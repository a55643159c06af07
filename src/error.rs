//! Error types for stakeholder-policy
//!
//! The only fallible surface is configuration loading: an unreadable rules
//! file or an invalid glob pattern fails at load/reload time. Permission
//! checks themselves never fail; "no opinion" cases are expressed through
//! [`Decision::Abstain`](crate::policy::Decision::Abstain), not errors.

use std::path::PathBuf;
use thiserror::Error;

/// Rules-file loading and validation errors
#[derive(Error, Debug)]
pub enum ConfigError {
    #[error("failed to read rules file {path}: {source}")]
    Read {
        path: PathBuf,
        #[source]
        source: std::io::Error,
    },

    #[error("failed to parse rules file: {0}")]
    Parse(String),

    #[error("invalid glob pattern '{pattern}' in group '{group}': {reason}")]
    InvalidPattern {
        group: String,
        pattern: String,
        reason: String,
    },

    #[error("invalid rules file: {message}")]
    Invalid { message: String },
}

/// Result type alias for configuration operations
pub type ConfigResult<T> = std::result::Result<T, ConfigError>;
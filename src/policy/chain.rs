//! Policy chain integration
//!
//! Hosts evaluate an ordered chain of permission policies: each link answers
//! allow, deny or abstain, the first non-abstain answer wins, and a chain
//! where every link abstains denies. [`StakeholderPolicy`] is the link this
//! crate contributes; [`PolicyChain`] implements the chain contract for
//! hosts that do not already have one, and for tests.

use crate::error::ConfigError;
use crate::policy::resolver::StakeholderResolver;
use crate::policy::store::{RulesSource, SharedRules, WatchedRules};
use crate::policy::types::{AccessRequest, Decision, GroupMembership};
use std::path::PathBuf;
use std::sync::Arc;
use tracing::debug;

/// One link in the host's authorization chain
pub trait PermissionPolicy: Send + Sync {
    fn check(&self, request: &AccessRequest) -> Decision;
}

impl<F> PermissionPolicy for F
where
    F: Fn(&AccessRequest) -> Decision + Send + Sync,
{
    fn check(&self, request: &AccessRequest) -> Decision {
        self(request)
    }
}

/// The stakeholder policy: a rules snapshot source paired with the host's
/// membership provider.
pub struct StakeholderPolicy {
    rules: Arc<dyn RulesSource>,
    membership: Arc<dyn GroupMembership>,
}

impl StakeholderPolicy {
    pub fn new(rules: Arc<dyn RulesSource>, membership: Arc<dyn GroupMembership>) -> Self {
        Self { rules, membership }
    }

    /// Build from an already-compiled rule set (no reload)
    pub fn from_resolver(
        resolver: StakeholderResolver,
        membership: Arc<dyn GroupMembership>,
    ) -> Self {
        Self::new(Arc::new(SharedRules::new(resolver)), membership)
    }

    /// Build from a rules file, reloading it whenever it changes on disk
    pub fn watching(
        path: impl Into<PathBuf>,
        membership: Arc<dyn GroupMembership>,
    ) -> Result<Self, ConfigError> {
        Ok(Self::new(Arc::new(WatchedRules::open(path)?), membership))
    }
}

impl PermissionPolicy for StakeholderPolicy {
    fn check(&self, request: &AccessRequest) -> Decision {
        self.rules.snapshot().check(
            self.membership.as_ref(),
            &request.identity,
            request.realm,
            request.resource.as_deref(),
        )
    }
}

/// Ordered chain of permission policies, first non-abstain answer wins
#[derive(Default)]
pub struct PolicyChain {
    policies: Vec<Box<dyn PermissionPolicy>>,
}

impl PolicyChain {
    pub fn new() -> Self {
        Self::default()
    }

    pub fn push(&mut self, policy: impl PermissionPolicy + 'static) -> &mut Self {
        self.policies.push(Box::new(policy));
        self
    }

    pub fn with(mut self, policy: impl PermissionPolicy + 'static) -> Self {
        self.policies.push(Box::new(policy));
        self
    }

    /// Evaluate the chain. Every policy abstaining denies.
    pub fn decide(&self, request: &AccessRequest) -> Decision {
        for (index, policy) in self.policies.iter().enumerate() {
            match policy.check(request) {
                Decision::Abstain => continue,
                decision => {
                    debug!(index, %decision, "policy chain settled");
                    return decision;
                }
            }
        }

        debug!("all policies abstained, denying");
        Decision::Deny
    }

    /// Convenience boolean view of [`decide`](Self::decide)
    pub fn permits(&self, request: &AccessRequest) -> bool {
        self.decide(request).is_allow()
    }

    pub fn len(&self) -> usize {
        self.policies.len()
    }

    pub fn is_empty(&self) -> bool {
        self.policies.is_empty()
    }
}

********

Task to complete:
Write out all the material exactly.

Result of the exercise:
repository a55643159c06af07
filename src/error.rs
//! Error types for stakeholder-policy
//!
//! The only fallible surface is configuration loading: an unreadable rules
//! file or an invalid glob pattern fails at load/reload time. Permission
//! checks themselves never fail; "no opinion" cases are expressed through
//! [`Decision::Abstain`](crate::policy::Decision::Abstain), not errors.

use std::path::PathBuf;
use thiserror::Error;

/// Rules-file loading and validation errors
#[derive(Error, Debug)]
pub enum ConfigError {
    #[error("failed to read rules file {path}: {source}")]
    Read {
        path: PathBuf,
        #[source]
        source: std::io::Error,
    },

    #[error("failed to parse rules file: {0}")]
    Parse(String),

    #[error("invalid glob pattern '{pattern}' in group '{group}': {reason}")]
    InvalidPattern {
        group: String,
        pattern: String,
        reason: String,
    },

    #[error("invalid rules file: {message}")]
    Invalid { message: String },
}

/// Result type alias for configuration operations
pub type ConfigResult<T> = std::result::Result<T, ConfigError>;
filename src/policy/chain.rs
//! Policy chain integration
//!
//! Hosts evaluate an ordered chain of permission policies: each link answers
//! allow, deny or abstain, the first non-abstain answer wins, and a chain
//! where every link abstains denies. [`StakeholderPolicy`] is the link this
//! crate contributes; [`PolicyChain`] implements the chain contract for
//! hosts that do not already have one, and for tests.

use crate::error::ConfigError;
use crate::policy::resolver::StakeholderResolver;
use crate::policy::store::{RulesSource, SharedRules, WatchedRules};
use crate::policy::types::{AccessRequest, Decision, GroupMembership};
use std::path::PathBuf;
use std::sync::Arc;
use tracing::debug;

/// One link in the host's authorization chain
pub trait PermissionPolicy: Send + Sync {
    fn check(&self, request: &AccessRequest) -> Decision;
}

impl<F> PermissionPolicy for F
where
    F: Fn(&AccessRequest) -> Decision + Send + Sync,
{
    fn check(&self, request: &AccessRequest) -> Decision {
        self(request)
    }
}

/// The stakeholder policy: a rules snapshot source paired with the host's
/// membership provider.
pub struct StakeholderPolicy {
    rules: Arc<dyn RulesSource>,
    membership: Arc<dyn GroupMembership>,
}

impl StakeholderPolicy {
    pub fn new(rules: Arc<dyn RulesSource>, membership: Arc<dyn GroupMembership>) -> Self {
        Self { rules, membership }
    }

    /// Build from an already-compiled rule set (no reload)
    pub fn from_resolver(
        resolver: StakeholderResolver,
        membership: Arc<dyn GroupMembership>,
    ) -> Self {
        Self::new(Arc::new(SharedRules::new(resolver)), membership)
    }

    /// Build from a rules file, reloading it whenever it changes on disk
    pub fn watching(
        path: impl Into<PathBuf>,
        membership: Arc<dyn GroupMembership>,
    ) -> Result<Self, ConfigError> {
        Ok(Self::new(Arc::new(WatchedRules::open(path)?), membership))
    }
}

impl PermissionPolicy for StakeholderPolicy {
    fn check(&self, request: &AccessRequest) -> Decision {
        self.rules.snapshot().check(
            self.membership.as_ref(),
            &request.identity,
            request.realm,
            request.resource.as_deref(),
        )
    }
}

/// Ordered chain of permission policies, first non-abstain answer wins
#[derive(Default)]
pub struct PolicyChain {
    policies: Vec<Box<dyn PermissionPolicy>>,
}

impl PolicyChain {
    pub fn new() -> Self {
        Self::default()
    }

    pub fn push(&mut self, policy: impl PermissionPolicy + 'static) -> &mut Self {
        self.policies.push(Box::new(policy));
        self
    }

    pub fn with(mut self, policy: impl PermissionPolicy + 'static) -> Self {
        self.policies.push(Box::new(policy));
        self
    }

    /// Evaluate the chain. Every policy abstaining denies.
    pub fn decide(&self, request: &AccessRequest) -> Decision {
        for (index, policy) in self.policies.iter().enumerate() {
            match policy.check(request) {
                Decision::Abstain => continue,
                decision => {
                    debug!(index, %decision, "policy chain settled");
                    return decision;
                }
            }
        }

        debug!("all policies abstained, denying");
        Decision::Deny
    }

    /// Convenience boolean view of [`decide`](Self::decide)
    pub fn permits(&self, request: &AccessRequest) -> bool {
        self.decide(request).is_allow()
    }

    pub fn len(&self) -> usize {
        self.policies.len()
    }

    pub fn is_empty(&self) -> bool {
        self.policies.is_empty()
    }
}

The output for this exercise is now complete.